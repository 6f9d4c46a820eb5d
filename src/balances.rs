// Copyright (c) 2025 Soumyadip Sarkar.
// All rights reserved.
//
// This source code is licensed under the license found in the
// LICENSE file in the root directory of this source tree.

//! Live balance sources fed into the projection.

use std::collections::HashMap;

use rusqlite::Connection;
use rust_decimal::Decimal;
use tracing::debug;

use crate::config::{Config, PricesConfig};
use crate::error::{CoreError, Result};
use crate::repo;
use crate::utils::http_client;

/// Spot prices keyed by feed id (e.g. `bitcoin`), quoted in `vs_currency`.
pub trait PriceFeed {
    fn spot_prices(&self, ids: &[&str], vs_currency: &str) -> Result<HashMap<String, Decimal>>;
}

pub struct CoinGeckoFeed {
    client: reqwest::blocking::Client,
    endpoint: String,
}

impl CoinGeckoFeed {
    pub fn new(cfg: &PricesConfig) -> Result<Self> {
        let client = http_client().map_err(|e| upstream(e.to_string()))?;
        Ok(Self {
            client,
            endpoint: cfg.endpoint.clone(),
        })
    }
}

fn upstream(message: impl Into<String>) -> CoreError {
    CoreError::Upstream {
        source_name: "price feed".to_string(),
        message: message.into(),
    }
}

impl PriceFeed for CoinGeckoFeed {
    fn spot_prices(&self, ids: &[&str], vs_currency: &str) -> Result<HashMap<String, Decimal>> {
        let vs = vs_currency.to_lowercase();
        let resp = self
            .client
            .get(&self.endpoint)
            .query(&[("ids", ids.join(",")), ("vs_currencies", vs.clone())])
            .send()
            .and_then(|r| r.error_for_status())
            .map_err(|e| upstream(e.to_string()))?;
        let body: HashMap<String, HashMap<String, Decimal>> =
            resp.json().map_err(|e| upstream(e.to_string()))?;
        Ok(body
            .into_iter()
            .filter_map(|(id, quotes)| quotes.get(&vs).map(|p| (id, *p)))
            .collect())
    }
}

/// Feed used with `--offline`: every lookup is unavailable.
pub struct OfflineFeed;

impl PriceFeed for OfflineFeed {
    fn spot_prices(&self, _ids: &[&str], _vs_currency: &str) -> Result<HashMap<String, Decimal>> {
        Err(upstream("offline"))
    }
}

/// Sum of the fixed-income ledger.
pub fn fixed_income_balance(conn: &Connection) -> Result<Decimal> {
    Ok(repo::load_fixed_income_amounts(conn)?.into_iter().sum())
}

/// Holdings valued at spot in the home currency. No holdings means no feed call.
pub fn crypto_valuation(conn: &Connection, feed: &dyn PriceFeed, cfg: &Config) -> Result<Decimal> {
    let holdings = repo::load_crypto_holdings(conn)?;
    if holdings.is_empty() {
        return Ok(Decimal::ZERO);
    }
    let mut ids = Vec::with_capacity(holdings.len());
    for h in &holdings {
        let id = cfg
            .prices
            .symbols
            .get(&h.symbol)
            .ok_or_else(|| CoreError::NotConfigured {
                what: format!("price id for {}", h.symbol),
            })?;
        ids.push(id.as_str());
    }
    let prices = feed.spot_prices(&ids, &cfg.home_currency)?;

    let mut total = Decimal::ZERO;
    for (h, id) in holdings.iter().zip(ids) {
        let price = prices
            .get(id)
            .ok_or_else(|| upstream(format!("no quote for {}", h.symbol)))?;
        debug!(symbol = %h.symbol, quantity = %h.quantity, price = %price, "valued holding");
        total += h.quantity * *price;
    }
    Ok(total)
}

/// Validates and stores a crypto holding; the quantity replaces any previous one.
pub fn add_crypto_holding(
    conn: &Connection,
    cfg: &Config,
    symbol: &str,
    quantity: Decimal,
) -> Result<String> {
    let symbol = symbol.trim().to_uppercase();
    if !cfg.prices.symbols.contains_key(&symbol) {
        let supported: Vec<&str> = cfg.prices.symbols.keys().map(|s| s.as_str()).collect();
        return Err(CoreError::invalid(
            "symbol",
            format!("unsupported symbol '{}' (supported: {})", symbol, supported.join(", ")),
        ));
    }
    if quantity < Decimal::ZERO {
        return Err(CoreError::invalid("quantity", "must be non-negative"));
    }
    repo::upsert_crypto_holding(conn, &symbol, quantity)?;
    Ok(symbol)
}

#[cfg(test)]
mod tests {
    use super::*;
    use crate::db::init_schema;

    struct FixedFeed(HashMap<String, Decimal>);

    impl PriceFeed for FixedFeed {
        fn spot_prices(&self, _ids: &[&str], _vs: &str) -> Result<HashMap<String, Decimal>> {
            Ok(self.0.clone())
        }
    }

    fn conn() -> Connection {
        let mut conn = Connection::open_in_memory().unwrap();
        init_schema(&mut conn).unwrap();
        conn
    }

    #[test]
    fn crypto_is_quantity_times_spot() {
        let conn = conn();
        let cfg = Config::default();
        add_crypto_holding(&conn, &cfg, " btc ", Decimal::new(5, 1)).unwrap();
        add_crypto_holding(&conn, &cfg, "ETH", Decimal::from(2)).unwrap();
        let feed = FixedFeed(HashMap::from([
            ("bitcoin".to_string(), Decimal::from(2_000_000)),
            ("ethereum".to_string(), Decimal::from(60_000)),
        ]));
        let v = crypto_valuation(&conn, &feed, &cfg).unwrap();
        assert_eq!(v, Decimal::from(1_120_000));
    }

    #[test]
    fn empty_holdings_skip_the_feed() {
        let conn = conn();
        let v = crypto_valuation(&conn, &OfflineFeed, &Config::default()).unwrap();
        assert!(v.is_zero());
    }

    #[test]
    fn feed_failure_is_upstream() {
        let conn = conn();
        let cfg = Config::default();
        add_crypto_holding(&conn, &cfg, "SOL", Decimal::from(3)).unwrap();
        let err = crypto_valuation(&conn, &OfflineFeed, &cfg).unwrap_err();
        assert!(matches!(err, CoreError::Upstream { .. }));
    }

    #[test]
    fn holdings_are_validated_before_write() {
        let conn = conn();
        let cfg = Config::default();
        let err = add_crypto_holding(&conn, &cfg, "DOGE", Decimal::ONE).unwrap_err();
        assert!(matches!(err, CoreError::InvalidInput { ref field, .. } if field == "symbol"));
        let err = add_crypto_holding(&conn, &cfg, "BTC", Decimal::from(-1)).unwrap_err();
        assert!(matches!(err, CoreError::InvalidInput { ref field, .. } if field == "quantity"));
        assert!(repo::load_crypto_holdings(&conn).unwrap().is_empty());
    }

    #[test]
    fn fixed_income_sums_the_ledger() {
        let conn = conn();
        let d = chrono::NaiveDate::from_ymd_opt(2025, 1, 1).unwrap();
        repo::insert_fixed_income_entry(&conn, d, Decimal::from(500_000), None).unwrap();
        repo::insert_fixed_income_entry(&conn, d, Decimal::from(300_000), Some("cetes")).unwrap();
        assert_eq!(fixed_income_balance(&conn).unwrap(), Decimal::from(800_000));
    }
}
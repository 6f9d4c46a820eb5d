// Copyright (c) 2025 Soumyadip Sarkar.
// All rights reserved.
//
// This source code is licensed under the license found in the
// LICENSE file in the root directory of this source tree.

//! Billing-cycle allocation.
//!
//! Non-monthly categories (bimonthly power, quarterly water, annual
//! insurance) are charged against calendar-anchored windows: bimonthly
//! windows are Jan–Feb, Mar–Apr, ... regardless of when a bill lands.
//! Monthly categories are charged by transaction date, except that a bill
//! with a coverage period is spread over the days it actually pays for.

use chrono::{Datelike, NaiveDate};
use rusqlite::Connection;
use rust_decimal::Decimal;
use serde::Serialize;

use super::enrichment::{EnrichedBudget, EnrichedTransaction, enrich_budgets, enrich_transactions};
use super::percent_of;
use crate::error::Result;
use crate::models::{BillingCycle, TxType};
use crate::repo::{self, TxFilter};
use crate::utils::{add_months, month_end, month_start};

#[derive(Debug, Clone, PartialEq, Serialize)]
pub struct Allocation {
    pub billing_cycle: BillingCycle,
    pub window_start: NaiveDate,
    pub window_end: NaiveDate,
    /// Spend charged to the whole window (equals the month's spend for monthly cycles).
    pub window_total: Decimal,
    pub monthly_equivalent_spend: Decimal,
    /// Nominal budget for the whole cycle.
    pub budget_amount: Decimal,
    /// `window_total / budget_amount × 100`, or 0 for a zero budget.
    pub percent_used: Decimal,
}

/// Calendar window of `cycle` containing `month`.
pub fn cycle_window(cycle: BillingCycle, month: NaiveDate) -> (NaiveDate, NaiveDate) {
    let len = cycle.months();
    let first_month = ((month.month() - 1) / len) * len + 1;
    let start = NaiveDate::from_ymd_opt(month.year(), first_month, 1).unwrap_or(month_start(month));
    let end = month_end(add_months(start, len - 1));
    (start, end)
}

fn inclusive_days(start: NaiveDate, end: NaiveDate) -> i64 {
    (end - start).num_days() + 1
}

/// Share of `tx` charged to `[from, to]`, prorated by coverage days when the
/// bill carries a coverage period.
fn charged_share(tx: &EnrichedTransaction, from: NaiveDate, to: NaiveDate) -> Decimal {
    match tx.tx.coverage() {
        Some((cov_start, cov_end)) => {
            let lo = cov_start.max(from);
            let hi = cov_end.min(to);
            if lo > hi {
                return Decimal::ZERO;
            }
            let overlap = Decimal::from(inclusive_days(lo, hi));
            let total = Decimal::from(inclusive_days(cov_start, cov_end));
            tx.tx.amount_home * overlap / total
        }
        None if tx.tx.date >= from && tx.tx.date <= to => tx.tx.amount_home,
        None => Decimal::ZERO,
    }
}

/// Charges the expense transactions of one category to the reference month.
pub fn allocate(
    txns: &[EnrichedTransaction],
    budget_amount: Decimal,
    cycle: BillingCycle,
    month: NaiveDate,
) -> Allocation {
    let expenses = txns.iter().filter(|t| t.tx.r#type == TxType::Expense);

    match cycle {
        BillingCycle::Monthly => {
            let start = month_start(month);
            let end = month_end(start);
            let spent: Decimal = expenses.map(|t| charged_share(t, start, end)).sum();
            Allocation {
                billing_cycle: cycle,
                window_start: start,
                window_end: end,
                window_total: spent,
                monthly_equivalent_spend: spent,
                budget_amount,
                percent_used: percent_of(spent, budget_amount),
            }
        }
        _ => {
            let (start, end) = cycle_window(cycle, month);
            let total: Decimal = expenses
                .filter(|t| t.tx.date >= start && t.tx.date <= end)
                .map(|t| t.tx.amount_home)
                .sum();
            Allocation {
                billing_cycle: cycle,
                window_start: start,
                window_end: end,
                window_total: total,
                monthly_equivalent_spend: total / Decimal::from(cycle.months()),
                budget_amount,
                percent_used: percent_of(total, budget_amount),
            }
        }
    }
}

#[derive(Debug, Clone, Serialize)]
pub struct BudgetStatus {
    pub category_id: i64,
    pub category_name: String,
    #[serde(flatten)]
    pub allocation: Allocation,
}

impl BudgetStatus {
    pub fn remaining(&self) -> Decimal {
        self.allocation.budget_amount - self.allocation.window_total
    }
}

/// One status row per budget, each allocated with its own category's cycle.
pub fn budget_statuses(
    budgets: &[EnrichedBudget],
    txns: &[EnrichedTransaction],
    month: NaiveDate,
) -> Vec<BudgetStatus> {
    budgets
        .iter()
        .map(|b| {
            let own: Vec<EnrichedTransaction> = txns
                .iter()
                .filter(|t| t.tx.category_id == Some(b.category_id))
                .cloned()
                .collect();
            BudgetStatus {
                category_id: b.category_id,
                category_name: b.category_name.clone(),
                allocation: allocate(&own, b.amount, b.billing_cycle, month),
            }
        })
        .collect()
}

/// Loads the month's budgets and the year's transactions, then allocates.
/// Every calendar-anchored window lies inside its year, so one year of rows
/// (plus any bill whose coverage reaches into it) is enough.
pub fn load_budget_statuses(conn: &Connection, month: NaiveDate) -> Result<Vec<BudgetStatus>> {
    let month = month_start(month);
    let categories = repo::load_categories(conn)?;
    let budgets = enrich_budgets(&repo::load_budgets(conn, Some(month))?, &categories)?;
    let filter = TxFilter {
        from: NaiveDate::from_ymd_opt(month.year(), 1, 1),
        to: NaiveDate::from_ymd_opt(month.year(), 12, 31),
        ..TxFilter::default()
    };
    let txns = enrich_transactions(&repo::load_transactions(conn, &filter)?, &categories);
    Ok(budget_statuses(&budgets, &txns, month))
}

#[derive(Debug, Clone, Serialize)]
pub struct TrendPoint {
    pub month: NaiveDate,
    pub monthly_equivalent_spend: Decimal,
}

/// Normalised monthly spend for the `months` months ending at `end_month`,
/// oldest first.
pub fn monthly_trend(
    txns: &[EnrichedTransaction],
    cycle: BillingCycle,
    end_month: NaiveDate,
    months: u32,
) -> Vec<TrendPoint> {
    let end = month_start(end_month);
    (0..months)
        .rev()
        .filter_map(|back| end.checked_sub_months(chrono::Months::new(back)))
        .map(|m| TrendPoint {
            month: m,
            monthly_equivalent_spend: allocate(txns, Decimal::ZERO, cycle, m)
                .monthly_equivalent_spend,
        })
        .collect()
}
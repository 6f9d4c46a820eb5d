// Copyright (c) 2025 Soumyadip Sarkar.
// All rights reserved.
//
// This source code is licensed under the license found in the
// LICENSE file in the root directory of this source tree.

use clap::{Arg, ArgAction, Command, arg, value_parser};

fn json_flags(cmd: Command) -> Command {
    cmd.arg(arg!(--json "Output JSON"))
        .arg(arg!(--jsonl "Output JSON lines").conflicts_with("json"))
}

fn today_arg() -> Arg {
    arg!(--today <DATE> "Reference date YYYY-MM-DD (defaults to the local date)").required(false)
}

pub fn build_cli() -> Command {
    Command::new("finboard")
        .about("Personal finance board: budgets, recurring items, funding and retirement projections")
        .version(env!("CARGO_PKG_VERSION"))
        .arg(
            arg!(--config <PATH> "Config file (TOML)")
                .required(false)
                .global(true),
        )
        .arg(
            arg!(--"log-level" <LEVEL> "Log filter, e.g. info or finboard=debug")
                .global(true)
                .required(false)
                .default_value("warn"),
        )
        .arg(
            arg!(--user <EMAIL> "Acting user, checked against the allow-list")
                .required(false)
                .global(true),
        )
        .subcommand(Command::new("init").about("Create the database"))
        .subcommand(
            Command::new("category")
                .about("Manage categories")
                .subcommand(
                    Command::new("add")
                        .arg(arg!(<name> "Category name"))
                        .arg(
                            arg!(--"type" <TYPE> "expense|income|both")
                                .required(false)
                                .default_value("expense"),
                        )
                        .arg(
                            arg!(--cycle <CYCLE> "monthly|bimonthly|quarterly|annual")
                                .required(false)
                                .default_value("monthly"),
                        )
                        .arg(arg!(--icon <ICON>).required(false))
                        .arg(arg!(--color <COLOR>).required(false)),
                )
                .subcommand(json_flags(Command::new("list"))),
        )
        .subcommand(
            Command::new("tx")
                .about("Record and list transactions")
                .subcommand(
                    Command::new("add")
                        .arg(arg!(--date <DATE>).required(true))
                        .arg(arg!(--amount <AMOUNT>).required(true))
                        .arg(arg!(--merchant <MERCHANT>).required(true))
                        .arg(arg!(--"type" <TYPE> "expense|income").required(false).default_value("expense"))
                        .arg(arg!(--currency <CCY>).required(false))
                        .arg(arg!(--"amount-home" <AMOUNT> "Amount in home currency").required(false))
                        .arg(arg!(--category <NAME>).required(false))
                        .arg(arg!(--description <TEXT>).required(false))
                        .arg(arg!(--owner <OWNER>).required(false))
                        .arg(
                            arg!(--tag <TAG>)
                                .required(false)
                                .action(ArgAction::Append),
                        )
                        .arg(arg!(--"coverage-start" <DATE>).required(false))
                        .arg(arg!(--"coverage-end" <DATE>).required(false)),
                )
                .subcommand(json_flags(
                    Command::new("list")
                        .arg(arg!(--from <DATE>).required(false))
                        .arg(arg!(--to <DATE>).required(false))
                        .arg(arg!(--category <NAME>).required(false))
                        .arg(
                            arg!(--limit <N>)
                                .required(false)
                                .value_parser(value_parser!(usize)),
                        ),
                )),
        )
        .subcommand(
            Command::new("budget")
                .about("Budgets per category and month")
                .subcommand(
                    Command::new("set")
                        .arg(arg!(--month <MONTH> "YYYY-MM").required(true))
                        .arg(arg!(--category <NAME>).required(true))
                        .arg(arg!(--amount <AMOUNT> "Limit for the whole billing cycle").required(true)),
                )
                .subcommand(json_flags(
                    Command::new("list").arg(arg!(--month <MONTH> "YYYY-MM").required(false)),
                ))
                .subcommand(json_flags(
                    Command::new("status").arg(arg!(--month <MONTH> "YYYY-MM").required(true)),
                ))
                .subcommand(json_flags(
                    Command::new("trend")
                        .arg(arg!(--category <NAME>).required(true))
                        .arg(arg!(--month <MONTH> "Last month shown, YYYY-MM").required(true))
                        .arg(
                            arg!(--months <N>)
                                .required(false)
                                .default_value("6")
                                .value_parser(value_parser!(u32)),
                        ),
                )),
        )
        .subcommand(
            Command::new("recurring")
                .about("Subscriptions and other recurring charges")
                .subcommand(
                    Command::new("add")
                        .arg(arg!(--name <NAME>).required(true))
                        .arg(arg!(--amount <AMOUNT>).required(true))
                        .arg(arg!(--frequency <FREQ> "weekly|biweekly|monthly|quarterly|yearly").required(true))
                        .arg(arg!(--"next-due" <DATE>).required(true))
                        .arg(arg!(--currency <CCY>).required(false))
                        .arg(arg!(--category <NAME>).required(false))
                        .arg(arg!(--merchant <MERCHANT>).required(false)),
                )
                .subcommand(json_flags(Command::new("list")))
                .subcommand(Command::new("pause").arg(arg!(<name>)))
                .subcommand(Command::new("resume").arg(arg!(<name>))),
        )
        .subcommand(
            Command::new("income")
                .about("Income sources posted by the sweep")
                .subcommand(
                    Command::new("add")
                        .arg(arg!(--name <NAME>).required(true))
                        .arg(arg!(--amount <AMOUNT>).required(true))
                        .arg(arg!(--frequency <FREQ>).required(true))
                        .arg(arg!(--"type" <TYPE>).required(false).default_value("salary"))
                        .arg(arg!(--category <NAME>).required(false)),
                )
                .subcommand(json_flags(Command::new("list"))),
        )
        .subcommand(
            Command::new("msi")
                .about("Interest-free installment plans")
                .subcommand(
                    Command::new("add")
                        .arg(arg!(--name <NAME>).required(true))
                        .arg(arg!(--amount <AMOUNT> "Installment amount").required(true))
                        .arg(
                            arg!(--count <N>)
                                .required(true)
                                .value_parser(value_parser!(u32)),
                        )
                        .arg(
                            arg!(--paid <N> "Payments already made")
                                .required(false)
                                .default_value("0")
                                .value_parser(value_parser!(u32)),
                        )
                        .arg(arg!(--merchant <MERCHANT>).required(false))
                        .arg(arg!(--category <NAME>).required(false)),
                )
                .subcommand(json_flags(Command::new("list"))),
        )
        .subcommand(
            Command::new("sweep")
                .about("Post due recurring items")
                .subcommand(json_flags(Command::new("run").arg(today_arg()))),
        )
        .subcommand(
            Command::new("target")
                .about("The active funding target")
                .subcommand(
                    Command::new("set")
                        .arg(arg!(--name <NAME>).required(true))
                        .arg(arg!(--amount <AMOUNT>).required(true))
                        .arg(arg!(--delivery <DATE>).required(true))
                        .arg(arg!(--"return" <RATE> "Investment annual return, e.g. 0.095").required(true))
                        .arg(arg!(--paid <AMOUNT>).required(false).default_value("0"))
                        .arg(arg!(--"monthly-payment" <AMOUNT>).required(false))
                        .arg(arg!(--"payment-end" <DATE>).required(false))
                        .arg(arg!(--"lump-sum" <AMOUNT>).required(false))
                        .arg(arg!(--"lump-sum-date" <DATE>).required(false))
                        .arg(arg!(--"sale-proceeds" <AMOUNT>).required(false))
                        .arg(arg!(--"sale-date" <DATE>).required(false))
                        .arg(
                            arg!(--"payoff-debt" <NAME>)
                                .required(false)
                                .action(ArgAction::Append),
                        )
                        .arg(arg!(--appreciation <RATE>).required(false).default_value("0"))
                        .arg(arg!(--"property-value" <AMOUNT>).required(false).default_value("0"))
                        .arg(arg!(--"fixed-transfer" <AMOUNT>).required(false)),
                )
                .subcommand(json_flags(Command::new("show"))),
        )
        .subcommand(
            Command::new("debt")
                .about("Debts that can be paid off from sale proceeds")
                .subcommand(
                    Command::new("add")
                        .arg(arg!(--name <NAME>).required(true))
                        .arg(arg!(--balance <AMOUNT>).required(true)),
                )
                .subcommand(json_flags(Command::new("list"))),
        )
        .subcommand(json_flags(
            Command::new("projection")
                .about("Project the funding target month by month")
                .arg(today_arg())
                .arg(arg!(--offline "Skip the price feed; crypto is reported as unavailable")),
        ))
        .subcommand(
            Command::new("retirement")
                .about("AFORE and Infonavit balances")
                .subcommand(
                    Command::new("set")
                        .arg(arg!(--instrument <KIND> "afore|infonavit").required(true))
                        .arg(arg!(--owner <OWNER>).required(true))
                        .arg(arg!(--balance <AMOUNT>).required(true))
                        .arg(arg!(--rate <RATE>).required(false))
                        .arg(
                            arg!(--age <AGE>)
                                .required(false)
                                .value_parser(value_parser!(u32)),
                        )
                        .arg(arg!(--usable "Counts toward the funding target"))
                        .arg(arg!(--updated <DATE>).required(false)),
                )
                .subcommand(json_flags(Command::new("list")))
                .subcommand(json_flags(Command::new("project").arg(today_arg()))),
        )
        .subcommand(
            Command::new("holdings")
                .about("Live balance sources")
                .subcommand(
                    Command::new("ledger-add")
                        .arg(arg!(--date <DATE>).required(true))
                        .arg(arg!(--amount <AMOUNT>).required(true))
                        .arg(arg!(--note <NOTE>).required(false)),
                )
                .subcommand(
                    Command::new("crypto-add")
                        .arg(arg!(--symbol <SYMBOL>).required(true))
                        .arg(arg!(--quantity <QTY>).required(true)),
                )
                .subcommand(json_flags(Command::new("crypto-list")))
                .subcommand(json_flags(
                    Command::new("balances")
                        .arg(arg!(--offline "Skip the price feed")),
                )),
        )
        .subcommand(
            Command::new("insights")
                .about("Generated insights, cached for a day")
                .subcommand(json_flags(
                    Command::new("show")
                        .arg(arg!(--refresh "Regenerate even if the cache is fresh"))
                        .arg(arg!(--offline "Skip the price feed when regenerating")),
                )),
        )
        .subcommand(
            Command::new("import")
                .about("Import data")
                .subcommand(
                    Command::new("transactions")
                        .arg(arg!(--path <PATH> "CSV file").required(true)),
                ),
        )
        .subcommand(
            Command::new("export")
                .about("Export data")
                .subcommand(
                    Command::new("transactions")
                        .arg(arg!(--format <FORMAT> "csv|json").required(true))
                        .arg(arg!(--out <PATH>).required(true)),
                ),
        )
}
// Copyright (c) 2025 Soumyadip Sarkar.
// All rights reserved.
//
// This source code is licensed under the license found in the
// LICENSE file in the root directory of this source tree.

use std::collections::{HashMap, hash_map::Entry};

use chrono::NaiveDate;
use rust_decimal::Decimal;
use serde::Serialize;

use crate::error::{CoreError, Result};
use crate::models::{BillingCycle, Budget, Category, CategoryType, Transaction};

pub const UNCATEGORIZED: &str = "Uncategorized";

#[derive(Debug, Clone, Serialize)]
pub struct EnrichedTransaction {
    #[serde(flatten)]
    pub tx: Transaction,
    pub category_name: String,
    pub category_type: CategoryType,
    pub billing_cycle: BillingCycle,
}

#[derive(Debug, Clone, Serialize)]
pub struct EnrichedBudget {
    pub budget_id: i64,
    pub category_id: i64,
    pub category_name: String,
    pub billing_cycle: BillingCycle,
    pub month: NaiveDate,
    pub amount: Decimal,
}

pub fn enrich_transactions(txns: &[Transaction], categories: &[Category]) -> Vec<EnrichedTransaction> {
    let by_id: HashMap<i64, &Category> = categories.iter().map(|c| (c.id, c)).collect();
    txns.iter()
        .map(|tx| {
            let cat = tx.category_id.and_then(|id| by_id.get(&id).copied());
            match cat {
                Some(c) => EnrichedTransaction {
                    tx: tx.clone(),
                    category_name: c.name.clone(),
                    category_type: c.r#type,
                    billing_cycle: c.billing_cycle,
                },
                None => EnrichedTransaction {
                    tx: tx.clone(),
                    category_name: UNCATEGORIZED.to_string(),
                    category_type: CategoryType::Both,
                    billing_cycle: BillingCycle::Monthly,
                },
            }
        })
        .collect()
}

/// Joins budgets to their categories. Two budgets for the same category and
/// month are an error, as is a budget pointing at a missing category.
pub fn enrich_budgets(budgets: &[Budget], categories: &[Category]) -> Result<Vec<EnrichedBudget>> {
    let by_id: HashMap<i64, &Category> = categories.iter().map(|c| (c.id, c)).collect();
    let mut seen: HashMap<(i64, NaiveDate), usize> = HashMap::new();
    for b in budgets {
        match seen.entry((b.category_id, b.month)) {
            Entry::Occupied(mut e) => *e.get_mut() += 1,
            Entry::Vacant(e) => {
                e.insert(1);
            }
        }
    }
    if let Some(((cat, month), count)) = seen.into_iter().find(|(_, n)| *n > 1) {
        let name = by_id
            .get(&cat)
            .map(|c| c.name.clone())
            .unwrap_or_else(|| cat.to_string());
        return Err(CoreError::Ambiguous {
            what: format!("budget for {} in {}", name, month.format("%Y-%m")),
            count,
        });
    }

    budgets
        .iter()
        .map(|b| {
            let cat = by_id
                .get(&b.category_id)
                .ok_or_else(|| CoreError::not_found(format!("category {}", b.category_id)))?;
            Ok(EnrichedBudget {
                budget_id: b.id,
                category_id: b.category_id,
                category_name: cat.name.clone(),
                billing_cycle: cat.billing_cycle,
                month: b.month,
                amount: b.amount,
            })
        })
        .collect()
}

######

What needs to be done: Which lines above hold the word "TxType"? Copy each of them.

Exercise response:
use crate::models::{BillingCycle, TxType};
    let expenses = txns.iter().filter(|t| t.tx.r#type == TxType::Expense);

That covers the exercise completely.